These imports include all necessary libraries for data manipulation, text preprocessing, and semantic similarity computation using **Sentence-BERT (SBERT)**.  
NLTK is used for text tokenization and stopword removal, while Plotly is used for visualization.

### Model Choices :
During experimentation, we tested two Sentence-BERT (SBERT) models:

- `all-MiniLM-L6-v2` – a lightweight, multilingual-friendly model known for its speed and small memory footprint.

- `all-mpnet-base-v2` – a larger and more powerful English-only model with higher embedding quality and semantic accuracy.
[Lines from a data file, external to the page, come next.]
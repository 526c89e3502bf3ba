//! SPIR-V shader modules

use ash::{vk, Device};
use std::ffi::CStr;
use std::path::Path;

use crate::assets::SpirvCode;
use crate::render::backends::vulkan::{VulkanError, VulkanResult};

/// Entry point both sample shaders use
pub const ENTRY_POINT: &CStr = c"main";

/// SPIR-V shader module wrapper with automatic resource management
pub struct ShaderModule {
    device: Device,
    module: vk::ShaderModule,
    stage: vk::ShaderStageFlags,
}

impl ShaderModule {
    /// Create a module from validated SPIR-V
    pub fn new(device: &Device, code: &SpirvCode, stage: vk::ShaderStageFlags) -> VulkanResult<Self> {
        log::debug!("[SHADER] Creating {:?} module from {} bytes", stage, code.byte_len());

        let create_info = vk::ShaderModuleCreateInfo::builder().code(code.words());
        let module = unsafe {
            device.create_shader_module(&create_info, None).map_err(|e| {
                log::error!("[SHADER] vkCreateShaderModule failed: {:?}", e);
                VulkanError::from(e)
            })?
        };

        Ok(Self {
            device: device.clone(),
            module,
            stage,
        })
    }

    /// Load, check the magic number and create the module.
    ///
    /// Unreadable files and bad magic numbers are fatal.
    pub fn from_file(device: &Device, path: impl AsRef<Path>, stage: vk::ShaderStageFlags) -> VulkanResult<Self> {
        let path = path.as_ref();
        log::debug!("[SHADER] Loading shader from: {:?}", path);
        let code = SpirvCode::from_file(path).map_err(|e| {
            log::error!("[SHADER] {}", e);
            VulkanError::from(e)
        })?;
        Self::new(device, &code, stage)
    }

    /// Get shader module handle
    pub fn handle(&self) -> vk::ShaderModule {
        self.module
    }

    /// Stage the module was created for
    pub fn stage(&self) -> vk::ShaderStageFlags {
        self.stage
    }

    /// Stage info with the `main` entry point
    pub fn stage_info(&self) -> vk::PipelineShaderStageCreateInfo {
        vk::PipelineShaderStageCreateInfo::builder()
            .stage(self.stage)
            .module(self.module)
            .name(ENTRY_POINT)
            .build()
    }
}

impl Drop for ShaderModule {
    fn drop(&mut self) {
        unsafe {
            self.device.destroy_shader_module(self.module, None);
        }
    }
}
// build.rs
// Compiles the sample GLSL shaders to SPIR-V next to the workspace target dir.

use std::env;
use std::path::{Path, PathBuf};
use std::process::Command;

const SHADER_STAGES: [&str; 2] = ["vert", "frag"];

fn main() {
    println!("cargo:rerun-if-changed=../../resources/shaders");
    println!("cargo:rerun-if-env-changed=SKIP_SHADERS");
    println!("cargo:rerun-if-env-changed=VULKAN_SDK");

    if env::var("SKIP_SHADERS").is_ok() {
        eprintln!("info: Skipping shader compilation (SKIP_SHADERS set)");
        return;
    }

    let Ok(vulkan_sdk) = env::var("VULKAN_SDK") else {
        eprintln!("warning: VULKAN_SDK not set, shader compilation skipped");
        return;
    };

    let glslc = if cfg!(target_os = "windows") {
        PathBuf::from(&vulkan_sdk).join("Bin").join("glslc.exe")
    } else {
        PathBuf::from(&vulkan_sdk).join("bin").join("glslc")
    };

    if !glslc.exists() {
        eprintln!("warning: glslc not found at {}, shader compilation skipped", glslc.display());
        return;
    }

    let shader_dir = PathBuf::from("../../resources/shaders");
    let target_dir = PathBuf::from("../../target/shaders");

    if let Err(e) = std::fs::create_dir_all(&target_dir) {
        eprintln!("warning: Failed to create {}: {}", target_dir.display(), e);
        return;
    }

    let Ok(entries) = std::fs::read_dir(&shader_dir) else {
        eprintln!("info: No shader directory found at {}", shader_dir.display());
        return;
    };

    let mut compiled = 0;
    for entry in entries.flatten() {
        let path = entry.path();
        let Some(stage) = path.extension().and_then(|e| e.to_str()) else {
            continue;
        };
        if !SHADER_STAGES.contains(&stage) {
            continue;
        }
        let Some(stem) = path.file_stem().and_then(|s| s.to_str()) else {
            continue;
        };

        // sample.vert -> sample-vert.spv
        let out_file = target_dir.join(format!("{stem}-{stage}.spv"));
        if is_up_to_date(&path, &out_file) {
            continue;
        }

        let status = Command::new(&glslc).arg(&path).arg("-o").arg(&out_file).status();
        match status {
            Ok(s) if s.success() => compiled += 1,
            Ok(s) => panic!(
                "glslc failed for {} with exit code {}",
                path.display(),
                s.code().unwrap_or(-1)
            ),
            Err(e) => panic!("failed to run glslc for {}: {}", path.display(), e),
        }
    }

    if compiled > 0 {
        eprintln!("info: Compiled {compiled} shader(s)");
    }
}

fn is_up_to_date(source: &Path, output: &Path) -> bool {
    match (
        std::fs::metadata(source).and_then(|m| m.modified()),
        std::fs::metadata(output).and_then(|m| m.modified()),
    ) {
        (Ok(src), Ok(dst)) => dst >= src,
        _ => false,
    }
}
//! Vulkan error types and the result-code table

use ash::vk;
use thiserror::Error;

use crate::assets::AssetError;

/// Vulkan-specific error types
#[derive(Error, Debug)]
pub enum VulkanError {
    /// General Vulkan API error with result code
    #[error("Vulkan API error: {0:?}")]
    Api(vk::Result),

    /// Loader or object creation failed outside a result code
    #[error("Initialization failed: {0}")]
    InitializationFailed(String),

    /// No memory bank satisfies the requirement
    #[error("No suitable memory type for flags {required:?} in type bits {type_bits:#b}")]
    NoSuitableMemoryType {
        /// Property flags every candidate bank must carry
        required: vk::MemoryPropertyFlags,
        /// Banks the resource can live in
        type_bits: u32,
    },

    /// Data handed to a fill does not match the buffer size
    #[error("Size mismatch: buffer holds {expected} bytes, got {actual}")]
    SizeMismatch {
        /// Buffer size
        expected: u64,
        /// Bytes supplied
        actual: u64,
    },

    /// Invalid operation attempted
    #[error("Invalid operation: {reason}")]
    InvalidOperation {
        /// Description of why the operation is invalid
        reason: String,
    },

    /// The device stopped responding
    #[error("Device lost")]
    DeviceLost,

    /// Setup cannot continue; the event loop must terminate
    #[error("Should exit: {reason}")]
    ShouldExit {
        /// What failed
        reason: String,
    },

    /// Texture or shader file could not be loaded
    #[error("Asset error: {0}")]
    Asset(#[from] AssetError),
}

impl From<vk::Result> for VulkanError {
    fn from(result: vk::Result) -> Self {
        if result == vk::Result::ERROR_DEVICE_LOST {
            Self::DeviceLost
        } else {
            Self::Api(result)
        }
    }
}

impl VulkanError {
    /// Fatal-setup failure
    pub fn should_exit(reason: impl Into<String>) -> Self {
        Self::ShouldExit { reason: reason.into() }
    }

    /// Errors that must stop the program rather than be logged and skipped
    pub fn is_fatal(&self) -> bool {
        matches!(
            self,
            Self::ShouldExit { .. } | Self::DeviceLost | Self::Asset(_) | Self::InitializationFailed(_)
        )
    }

    /// Closed classification of this error
    pub fn kind(&self) -> ResultKind {
        match self {
            Self::Api(result) => ResultKind::classify(*result),
            Self::DeviceLost => ResultKind::DeviceLost,
            Self::ShouldExit { .. } | Self::Asset(_) => ResultKind::ShouldExit,
            _ => ResultKind::Failure,
        }
    }
}

/// Result type for Vulkan operations
pub type VulkanResult<T> = Result<T, VulkanError>;

/// Closed set of outcomes the frame loop reacts to
#[derive(Debug, Clone, Copy, PartialEq, Eq)]
pub enum ResultKind {
    /// Call succeeded
    Success,
    /// Fence or query not ready yet
    NotReady,
    /// Wait timed out
    Timeout,
    /// Swapchain still usable but no longer matches the surface
    Suboptimal,
    /// Swapchain must be recreated
    OutOfDate,
    /// Device lost
    DeviceLost,
    /// Fatal setup failure
    ShouldExit,
    /// Any other error code
    Failure,
    /// Any other non-error code
    Other,
}

impl ResultKind {
    /// Classify a raw result code
    pub fn classify(result: vk::Result) -> Self {
        match result {
            vk::Result::SUCCESS => Self::Success,
            vk::Result::NOT_READY => Self::NotReady,
            vk::Result::TIMEOUT => Self::Timeout,
            vk::Result::SUBOPTIMAL_KHR => Self::Suboptimal,
            vk::Result::ERROR_OUT_OF_DATE_KHR => Self::OutOfDate,
            vk::Result::ERROR_DEVICE_LOST => Self::DeviceLost,
            r if r.as_raw() < 0 => Self::Failure,
            _ => Self::Other,
        }
    }
}

/// Human-readable meaning of a result code, empty for codes not in the table
pub fn describe_result(result: vk::Result) -> &'static str {
    match result {
        vk::Result::SUCCESS => "Successful",
        vk::Result::NOT_READY => "Not Ready",
        vk::Result::TIMEOUT => "Timeout",
        vk::Result::EVENT_SET => "Event Set",
        vk::Result::EVENT_RESET => "Event Reset",
        vk::Result::INCOMPLETE => "Incomplete",
        vk::Result::ERROR_OUT_OF_HOST_MEMORY => "Out of Host Memory",
        vk::Result::ERROR_OUT_OF_DEVICE_MEMORY => "Out of Device Memory",
        vk::Result::ERROR_INITIALIZATION_FAILED => "Initialization Failed",
        vk::Result::ERROR_DEVICE_LOST => "Device Lost",
        vk::Result::ERROR_MEMORY_MAP_FAILED => "Memory Map Failed",
        vk::Result::ERROR_LAYER_NOT_PRESENT => "Layer Not Present",
        vk::Result::ERROR_EXTENSION_NOT_PRESENT => "Extension Not Present",
        vk::Result::ERROR_FEATURE_NOT_PRESENT => "Feature Not Present",
        vk::Result::ERROR_INCOMPATIBLE_DRIVER => "Incompatible Driver",
        vk::Result::ERROR_TOO_MANY_OBJECTS => "Too Many Objects",
        vk::Result::ERROR_FORMAT_NOT_SUPPORTED => "Format Not Supported",
        vk::Result::ERROR_FRAGMENTED_POOL => "Fragmented Pool",
        vk::Result::ERROR_SURFACE_LOST_KHR => "Surface Lost",
        vk::Result::ERROR_NATIVE_WINDOW_IN_USE_KHR => "Native Window in Use",
        vk::Result::SUBOPTIMAL_KHR => "Suboptimal",
        vk::Result::ERROR_OUT_OF_DATE_KHR => "Error Out of Date",
        vk::Result::ERROR_INCOMPATIBLE_DISPLAY_KHR => "Incompatible Display",
        vk::Result::ERROR_VALIDATION_FAILED_EXT => "Validation Failed",
        vk::Result::ERROR_INVALID_SHADER_NV => "Invalid Shader",
        vk::Result::ERROR_OUT_OF_POOL_MEMORY => "Out of Pool Memory",
        vk::Result::ERROR_INVALID_EXTERNAL_HANDLE => "Invalid External Handle",
        _ => "",
    }
}

/// Log a result code with its meaning: errors at `warn`, anything else at `debug`.
///
/// Returns the classification so callers on the soft path can keep going.
pub fn report(result: vk::Result, prefix: &str) -> ResultKind {
    let kind = ResultKind::classify(result);
    let meaning = describe_result(result);
    match kind {
        ResultKind::Success => log::debug!("{}: {}", prefix, meaning),
        ResultKind::Other | ResultKind::NotReady | ResultKind::Timeout | ResultKind::Suboptimal => {
            log::debug!("{}: {:?} {}", prefix, result, meaning);
        }
        _ => log::warn!("{}: {:?} {}", prefix, result, meaning),
    }
    kind
}

/// Log a failed call on the soft path and discard its error
pub fn report_err<T>(outcome: VulkanResult<T>, prefix: &str) -> Option<T> {
    match outcome {
        Ok(value) => Some(value),
        Err(VulkanError::Api(result)) => {
            report(result, prefix);
            None
        }
        Err(other) => {
            log::warn!("{}: {}", prefix, other);
            None
        }
    }
}

#[cfg(test)]
mod tests {
    use super::*;

    #[test]
    fn test_result_table() {
        assert_eq!(describe_result(vk::Result::SUCCESS), "Successful");
        assert_eq!(describe_result(vk::Result::NOT_READY), "Not Ready");
        assert_eq!(describe_result(vk::Result::ERROR_OUT_OF_DATE_KHR), "Error Out of Date");
        assert_eq!(describe_result(vk::Result::ERROR_OUT_OF_POOL_MEMORY), "Out of Pool Memory");
        assert_eq!(describe_result(vk::Result::ERROR_INVALID_EXTERNAL_HANDLE), "Invalid External Handle");
        assert_eq!(describe_result(vk::Result::from_raw(-12345)), "");
    }

    #[test]
    fn test_classify() {
        assert_eq!(ResultKind::classify(vk::Result::SUCCESS), ResultKind::Success);
        assert_eq!(ResultKind::classify(vk::Result::SUBOPTIMAL_KHR), ResultKind::Suboptimal);
        assert_eq!(ResultKind::classify(vk::Result::ERROR_OUT_OF_DATE_KHR), ResultKind::OutOfDate);
        assert_eq!(ResultKind::classify(vk::Result::ERROR_DEVICE_LOST), ResultKind::DeviceLost);
        assert_eq!(ResultKind::classify(vk::Result::ERROR_FRAGMENTED_POOL), ResultKind::Failure);
        assert_eq!(ResultKind::classify(vk::Result::EVENT_SET), ResultKind::Other);
    }

    #[test]
    fn test_device_lost_is_promoted() {
        let err = VulkanError::from(vk::Result::ERROR_DEVICE_LOST);
        assert!(matches!(err, VulkanError::DeviceLost));
        assert!(err.is_fatal());
        assert_eq!(err.kind(), ResultKind::DeviceLost);
    }

    #[test]
    fn test_fatal_split() {
        assert!(VulkanError::should_exit("no adapters").is_fatal());
        assert!(!VulkanError::Api(vk::Result::ERROR_OUT_OF_DATE_KHR).is_fatal());
        assert!(!VulkanError::SizeMismatch { expected: 4, actual: 8 }.is_fatal());
        let asset = VulkanError::from(AssetError::BadSpirvMagic { found: 0 });
        assert!(asset.is_fatal());
        assert_eq!(asset.kind(), ResultKind::ShouldExit);
    }

    #[test]
    fn test_api_message_names_code() {
        let msg = VulkanError::Api(vk::Result::ERROR_OUT_OF_HOST_MEMORY).to_string();
        assert!(msg.contains("ERROR_OUT_OF_HOST_MEMORY"));
    }

    #[test]
    fn test_report_err_swallows() {
        let outcome: VulkanResult<u32> = Err(VulkanError::Api(vk::Result::TIMEOUT));
        assert_eq!(report_err(outcome, "wait"), None);
        assert_eq!(report_err(Ok(3), "wait"), Some(3));
    }
}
**We finally chose `all-mpnet-base-v2` because it provides better semantic similarity performance, especially for nuanced English text.
Although it is heavier and not multilingual, its higher accuracy and contextual understanding make it more suitable for precise job–profile matching, where the quality of embeddings has a strong impact on the ranking results.**

In [None]:

import pandas as pd
import re
import plotly.graph_objects as go
import nltk
from pathlib import Path
from nltk.corpus import stopwords
from nltk.tokenize import word_tokenize
from sentence_transformers import SentenceTransformer, util
import math

# Download required NLTK resources
nltk.download('punkt')
nltk.download('punkt_tab')
nltk.download('stopwords')
nltk.download('wordnet')

# Model initialization
print("Loading SBERT model...")
MODEL_ID = 'all-mpnet-base-v2'
print("Model loaded.")

data_path = Path.cwd() / "data"



## Function: `graph_result(jobScores)`

**Purpose:**  
Creates a **polar radar chart** using Plotly to visualize how well a user's profile matches different job roles.

**Input:**  
- `jobScores`: list of tuples `(job_title, score, top_skills)` representing the job name, similarity score, and top matching skills.

**Output:**  
- Returns a Plotly `Figure` object ready for visualization.

**Role in Project:**  
Used at the end of the NLP pipeline to graphically represent how strongly the user matches each potential job.


In [None]:

def graph_result(jobScores):
    fig = go.Figure()

    bestJobsTitle = [job for job, score, topSkills in jobScores]
    bestJobsScoresValues = [round(score * 100, 2) for job, score, topSkills in jobScores]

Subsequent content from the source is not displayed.